With impeccable timing, a pair of figures appeared on the dock by Pendragon’s gangway: a squat, bald-headed man and sharp-featured woman with enough teased, hennaed hair for the both of them. He wore a rumpled suit and she wore skin-tight jeans and a black leather motorcycle jacket. They exchanged looks, then climbed aboard and stepped onto the afterdeck. I stood up to confront them.
“It’s customary to ask permission before boarding someone’s boat,” I said.
“Izzat right?” the man said with an unfriendly smile. He was inches shorter than I was, but sturdy and hard-looking. Turning to the woman, he said, “Y’hear that, Jackie? We gotta ask permission before comin’ onto our own boat.”

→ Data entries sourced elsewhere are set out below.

//! Markup vocabulary of the shared document: ids, classes, attributes, the
//! lock marker, the footer fingerprint, and builders for every node the
//! merger inserts.

use super::node::{Element, Node, escape_attr};
use super::parse::parse;
use crate::domain::ReportFragment;

const ID_PREFIX: &str = "baton";

pub const STATUS_CLASS: &str = "status";
pub const RESULT_ENTRY_CLASS: &str = "result-entry";
pub const RUN_NUMBER_ATTR: &str = "data-run-number";
pub const JOB_INDEX_ATTR: &str = "data-job-index";
pub const LOCKED_BY_ATTR: &str = "data-locked-by";
pub const FOOTER_ATTR: &str = "data-baton-footer";
pub const LOCK_ID: &str = "baton--lock";

pub const DEFAULT_HEADING: &str = "📊 Benchmark Results";
pub const SUMMARY_HEADING: &str = "Summary";
pub const RESULTS_HEADING: &str = "Results";

fn scoped_id(name: &str) -> String {
    format!("{ID_PREFIX}--{name}")
}

pub fn summary_list_id() -> String {
    scoped_id("summaries")
}

pub fn results_container_id() -> String {
    scoped_id("results")
}

pub fn summary_id(report_id: &str) -> String {
    scoped_id(&format!("summary-{report_id}"))
}

pub fn results_id(report_id: &str) -> String {
    scoped_id(&format!("results-{report_id}"))
}

// ---------------------------------------------------------------------------
// Lock marker
// ---------------------------------------------------------------------------

pub fn lock_marker(owner: &str) -> String {
    format!(
        r#"<span id="{LOCK_ID}" {LOCKED_BY_ATTR}="{}"></span>"#,
        escape_attr(owner)
    )
}

/// Owner named by the lock marker, if the body carries one.
pub fn locked_by(body: &str) -> Option<String> {
    if !body.contains(LOCK_ID) {
        return None;
    }
    parse(body)
        .find_by_id(LOCK_ID)
        .map(|marker| marker.get_attr(LOCKED_BY_ATTR).unwrap_or_default().to_string())
}

/// Remove every lock marker. Bodies without a marker come back unchanged
/// apart from trailing whitespace.
pub fn strip_lock(body: &str) -> String {
    if !body.contains(LOCK_ID) {
        return body.trim_end().to_string();
    }
    let mut doc = parse(body);
    doc.remove_where(&|el| el.id() == Some(LOCK_ID));
    doc.to_string().trim_end().to_string()
}

/// Replace whatever marker the body carries with one naming `owner`,
/// keeping the rest of the content.
pub fn with_lock(body: &str, owner: &str) -> String {
    format!("{}\n{}", strip_lock(body), lock_marker(owner))
}

// ---------------------------------------------------------------------------
// Footer
// ---------------------------------------------------------------------------

/// Footer fingerprint identifying documents of one coordination domain.
pub fn footer(domain_key: &str) -> String {
    format!(
        r#"<sub {FOOTER_ATTR}="{}"><em>Updated by baton for {}</em></sub>"#,
        escape_attr(domain_key),
        escape_attr(domain_key)
    )
}

/// The attribute text `matches` looks for.
pub fn footer_fingerprint(domain_key: &str) -> String {
    format!(r#"{FOOTER_ATTR}="{}""#, escape_attr(domain_key))
}

pub fn is_footer(el: &Element) -> bool {
    el.get_attr(FOOTER_ATTR).is_some()
}

// ---------------------------------------------------------------------------
// Entries
// ---------------------------------------------------------------------------

/// Status indicator content: the fragment's status while running, else empty.
pub fn status_nodes(fragment: &ReportFragment) -> Vec<Node> {
    if fragment.is_running && !fragment.status.is_empty() {
        vec![Node::Raw(fragment.status.clone())]
    } else {
        Vec::new()
    }
}

fn status_span(fragment: &ReportFragment) -> Element {
    let mut span = Element::new("span").attr("class", STATUS_CLASS);
    span.set_content(status_nodes(fragment));
    span
}

pub fn summary_entry(fragment: &ReportFragment) -> Element {
    Element::new("div")
        .attr("id", summary_id(&fragment.report_id))
        .attr(RUN_NUMBER_ATTR, fragment.run_number.to_string())
        .child(status_span(fragment))
        .raw(fragment.title.clone())
        .raw(fragment.summary_content.clone())
}

pub fn summary_list_item(fragment: &ReportFragment) -> Element {
    Element::new("li")
        .attr(JOB_INDEX_ATTR, fragment.job_index.to_string())
        .child(summary_entry(fragment))
}

pub fn results_entry(fragment: &ReportFragment) -> Element {
    let mut details = Element::new("details");
    if fragment.default_open {
        details = details.flag("open");
    }
    let details = details
        .child(
            Element::new("summary")
                .child(status_span(fragment))
                .child(Element::new("strong").raw(fragment.title.clone())),
        )
        .child(
            Element::new("div")
                .attr("class", RESULT_ENTRY_CLASS)
                .raw(fragment.detail_content.clone()),
        );

    Element::new("div")
        .attr("id", results_id(&fragment.report_id))
        .attr(RUN_NUMBER_ATTR, fragment.run_number.to_string())
        .attr(JOB_INDEX_ATTR, fragment.job_index.to_string())
        .child(details)
}

pub fn summary_container() -> Element {
    Element::new("ul").attr("id", summary_list_id())
}

pub fn results_container() -> Element {
    Element::new("div").attr("id", results_container_id())
}

pub fn heading(level: &str, text: &str) -> Element {
    Element::new(level).raw(text.to_string())
}

/// A fresh document holding exactly one report.
pub fn new_document(heading_text: &str, fragment: &ReportFragment) -> Element {
    Element::root().child(
        Element::new("div")
            .child(heading("h2", heading_text))
            .child(heading("h3", SUMMARY_HEADING))
            .child(summary_container().child(summary_list_item(fragment)))
            .child(heading("h3", RESULTS_HEADING))
            .child(results_container().child(results_entry(fragment))),
    )
}
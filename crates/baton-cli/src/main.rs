//! baton demo: several simulated CI jobs report into one shared document.
//!
//! Environment:
//! - `BATON_JOBS`: number of concurrent jobs (default 3)
//! - `BATON_STORE_DIR`: when set, blobs live as files in this directory, so
//!   separate invocations contend too; otherwise an in-memory store is used
//! - `BATON_RUN_NUMBER`: run number stamped on every report (default 1)
//! - `BATON_DOMAIN`: coordination domain key (default `demo/pr-1`)
//! - `RUST_LOG`: log filter (default `info`)

use std::process::ExitCode;
use std::sync::Arc;
use std::time::Duration;

use baton_core::domain::{LockTiming, ReportFragment};
use baton_core::impls::{DirDocumentStore, InMemoryDocumentStore};
use baton_core::ports::DocumentStore;
use baton_core::ReporterBuilder;
use serde::Serialize;
use tracing::{error, info};
use tracing_subscriber::EnvFilter;

type JobError = Box<dyn std::error::Error + Send + Sync>;

#[derive(Debug, Serialize)]
struct JobOutcome {
    job: i64,
    report_id: String,
    ok: bool,
    #[serde(skip_serializing_if = "Option::is_none")]
    error: Option<String>,
}

/// Demo timing: the default protocol shape, scaled down so a run takes
/// seconds rather than minutes.
fn demo_timing() -> LockTiming {
    LockTiming::default()
        .with_create_retry_delay(Duration::from_millis(100))
        .with_min_hold_time(Duration::from_millis(250))
        .with_wait_range(Duration::from_millis(50), Duration::from_millis(150))
        .with_wait_timeout(Duration::from_secs(15))
}

fn env_or<T: std::str::FromStr>(key: &str, default: T) -> T {
    std::env::var(key)
        .ok()
        .and_then(|raw| raw.trim().parse().ok())
        .unwrap_or(default)
}

fn fragment(job: i64, run_number: u64) -> ReportFragment {
    let report_id = format!("bench-{job}");
    ReportFragment::new(report_id.clone(), job, run_number)
        .with_title(format!("<code>{report_id}</code>"))
        .with_summary(format!(": run #{run_number} finished"))
        .with_detail(format!(
            "<table><thead><tr><th>Version</th><th>Avg time</th></tr></thead>\
             <tbody><tr><td>{report_id}</td><td>{}ms</td></tr></tbody></table>",
            40 + job * 3
        ))
        .open(job == 0)
}

async fn run_job(
    store: Arc<dyn DocumentStore>,
    domain: String,
    job: i64,
    run_number: u64,
) -> Result<(), JobError> {
    let mut reporter = ReporterBuilder::new()
        .domain_key(domain)
        .timing(demo_timing())
        .build()?;
    info!(job, writer = reporter.context().owner_id(), "job started");

    // Post a running status first, then the finished result.
    let running = fragment(job, run_number).running("⏱ running");
    reporter.report(store.as_ref(), &running).await?;
    reporter.report(store.as_ref(), &fragment(job, run_number)).await?;
    Ok(())
}

#[tokio::main]
async fn main() -> Result<ExitCode, Box<dyn std::error::Error>> {
    tracing_subscriber::fmt()
        .with_env_filter(
            EnvFilter::try_from_default_env().unwrap_or_else(|_| EnvFilter::new("info")),
        )
        .with_writer(std::io::stderr)
        .init();

    let jobs: i64 = env_or("BATON_JOBS", 3);
    let run_number: u64 = env_or("BATON_RUN_NUMBER", 1);
    let domain = std::env::var("BATON_DOMAIN").unwrap_or_else(|_| "demo/pr-1".to_string());

    let store: Arc<dyn DocumentStore> = match std::env::var("BATON_STORE_DIR") {
        Ok(dir) => {
            info!(dir = %dir, "using directory store");
            Arc::new(DirDocumentStore::open(dir).await?)
        }
        Err(_) => Arc::new(InMemoryDocumentStore::new()),
    };

    let handles: Vec<_> = (0..jobs)
        .map(|job| {
            let store = Arc::clone(&store);
            let domain = domain.clone();
            // Reverse start order so the document has to sort them.
            let job = jobs - 1 - job;
            (job, tokio::spawn(run_job(store, domain, job, run_number)))
        })
        .collect();

    let mut outcomes = Vec::new();
    for (job, handle) in handles {
        let result = match handle.await {
            Ok(result) => result.map_err(|e| e.to_string()),
            Err(join) => Err(format!("job panicked: {join}")),
        };
        if let Err(e) = &result {
            error!(job, error = %e, "job failed");
        }
        outcomes.push(JobOutcome {
            job,
            report_id: format!("bench-{job}"),
            ok: result.is_ok(),
            error: result.err(),
        });
    }

    for blob in store.list().await? {
        println!("--- blob {} ---\n{}\n", blob.id, blob.body);
    }
    println!("{}", serde_json::to_string_pretty(&outcomes)?);

    if outcomes.iter().all(|o| o.ok) {
        Ok(ExitCode::SUCCESS)
    } else {
        Ok(ExitCode::FAILURE)
    }
}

“Imagine,” she said, stainless steel studs of her jacket glinting in lamplight.
“I think there’s been some mistake here,” I said. Reeny stood close to me, bare shoulder touching mine. I could feel the warmth through my shirt.
“Izzat right?” the man said again. “If there is, it ain’t us who’s makin’ it.”
“This boat belongs to Christopher Hastings,” Reeny said.
“Not anymore, it don’t,” the man said. “It belongs to me and the missus here. Ain’t that right, Jackie.”
“Uh-huh,” Jackie said. She folded her arms under her full bosom, leather creaking.
“So, why don’t you two lovebirds just haul ass and git offa our boat.”
The man started to push past me toward the pilot-house. I put my hand on his chest. It was as hard and unyielding as a tree trunk. He stopped, though, and stared at me. The woman’s face grew tight and expectant and she breathed through parted lips.
“Just a minute,” I said, relieved, and a bit surprised, that my voice didn’t quaver. “You don’t just walk onto someone’s boat and say it’s yours. Have you got a bill of sale?”